Input records section start
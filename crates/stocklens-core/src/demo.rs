//! Development fallback history, served when neither the provider nor the
//! cache can satisfy a request.

use crate::domain::{MarketDate, PricePoint, PriceSeries, Symbol};
use crate::envelope::HistoryEnvelope;

const DEMO_POINTS: [(&str, f64); 5] = [
    ("2026-02-02", 259.40),
    ("2026-01-30", 260.05),
    ("2026-01-29", 256.44),
    ("2026-01-28", 258.27),
    ("2026-01-27", 252.10),
];

/// Built-in five-day demo series, newest first.
pub fn demo_series() -> PriceSeries {
    let points = DEMO_POINTS
        .iter()
        .map(|(date, price)| {
            let date = MarketDate::parse(date).expect("demo date is valid");
            PricePoint::new(date, *price).expect("demo price is valid")
        })
        .collect();

    PriceSeries::reverse_chronological(points).expect("demo series is ordered")
}

/// Demo envelope for the requested symbol.
pub fn demo_history(symbol: Symbol) -> HistoryEnvelope {
    HistoryEnvelope::demo(symbol, demo_series())
}

#[cfg(test)]
mod tests {
    use super::*;
    use crate::source::DataSource;

    #[test]
    fn demo_series_builds_and_is_ordered() {
        let series = demo_series();
        assert_eq!(series.len(), 5);
        assert_eq!(series.latest().expect("latest").price, 259.40);
        assert_eq!(series.oldest().expect("oldest").price, 252.10);
    }

    #[test]
    fn demo_history_is_tagged_demo() {
        let envelope = demo_history(Symbol::parse("AAPL").expect("symbol"));
        assert_eq!(envelope.source, DataSource::Demo);
        assert!(envelope.fetched_at.is_none());
    }
}
use serde::{Deserialize, Serialize};

use crate::domain::{PriceSeries, Symbol};
use crate::freshness::freshness_text;
use crate::metrics::MetricsBundle;
use crate::quote::Quote;
use crate::source::DataSource;
use crate::ValidationError;

/// History payload as exposed to consumers.
///
/// This is the external JSON contract:
/// `{symbol, series, source, fetchedAt, metrics}`, camelCase, with
/// `fetchedAt` present exactly when `source` is `"cache"` and `metrics`
/// absent when the series is too short to compute them. Payloads without a
/// `source` field (raw provider output) deserialize as live data.
#[derive(Debug, Clone, PartialEq, Serialize, Deserialize)]
#[serde(rename_all = "camelCase", try_from = "RawHistoryEnvelope")]
pub struct HistoryEnvelope {
    pub symbol: Symbol,
    pub series: PriceSeries,
    pub source: DataSource,
    #[serde(skip_serializing_if = "Option::is_none")]
    pub fetched_at: Option<i64>,
    #[serde(skip_serializing_if = "Option::is_none")]
    pub metrics: Option<MetricsBundle>,
}

impl HistoryEnvelope {
    pub fn new(
        symbol: Symbol,
        series: PriceSeries,
        source: DataSource,
        fetched_at: Option<i64>,
    ) -> Result<Self, ValidationError> {
        match (source, fetched_at) {
            (DataSource::Cache, None) => Err(ValidationError::MissingFetchedAt),
            (DataSource::Live | DataSource::Demo, Some(_)) => {
                Err(ValidationError::UnexpectedFetchedAt)
            }
            _ => Ok(Self {
                symbol,
                series,
                source,
                fetched_at,
                metrics: None,
            }),
        }
    }

    /// Payload fetched from the provider during this request.
    pub fn live(symbol: Symbol, series: PriceSeries) -> Self {
        Self {
            symbol,
            series,
            source: DataSource::Live,
            fetched_at: None,
            metrics: None,
        }
    }

    /// Payload served from the cache, stamped with its original fetch time.
    pub fn cached(symbol: Symbol, series: PriceSeries, fetched_at: i64) -> Self {
        Self {
            symbol,
            series,
            source: DataSource::Cache,
            fetched_at: Some(fetched_at),
            metrics: None,
        }
    }

    /// Built-in fallback payload.
    pub fn demo(symbol: Symbol, series: PriceSeries) -> Self {
        Self {
            symbol,
            series,
            source: DataSource::Demo,
            fetched_at: None,
            metrics: None,
        }
    }

    /// Compute and attach the metrics bundle for the current series.
    ///
    /// Leaves `metrics` absent when the series has fewer than 2 points.
    pub fn with_metrics(mut self) -> Self {
        self.metrics = MetricsBundle::from_series(&self.series);
        self
    }

    /// Keep only the `count` most recent observations, dropping any
    /// previously attached metrics so they cannot go stale.
    pub fn most_recent(mut self, count: usize) -> Self {
        self.series = self.series.most_recent(count);
        self.metrics = None;
        self
    }

    /// Quote derived from the two most recent observations.
    pub fn quote(&self) -> Option<Quote> {
        Quote::from_series(self.symbol.clone(), &self.series)
    }

    /// Relative-age label, present for cached payloads only.
    pub fn freshness(&self, now: i64) -> Option<String> {
        freshness_text(self.source, self.fetched_at, now)
    }
}

#[derive(Deserialize)]
#[serde(rename_all = "camelCase")]
struct RawHistoryEnvelope {
    symbol: Symbol,
    series: PriceSeries,
    source: Option<DataSource>,
    fetched_at: Option<i64>,
    metrics: Option<MetricsBundle>,
}

impl TryFrom<RawHistoryEnvelope> for HistoryEnvelope {
    type Error = ValidationError;

    fn try_from(raw: RawHistoryEnvelope) -> Result<Self, Self::Error> {
        let source = raw.source.unwrap_or(DataSource::Live);
        let mut envelope = Self::new(raw.symbol, raw.series, source, raw.fetched_at)?;
        envelope.metrics = raw.metrics;
        Ok(envelope)
    }
}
Input records section end
[What the exercise asks] For this exercise, gather every line of the data that contains the word "struct".

[Result below]
pub struct HistoryEnvelope {
struct RawHistoryEnvelope {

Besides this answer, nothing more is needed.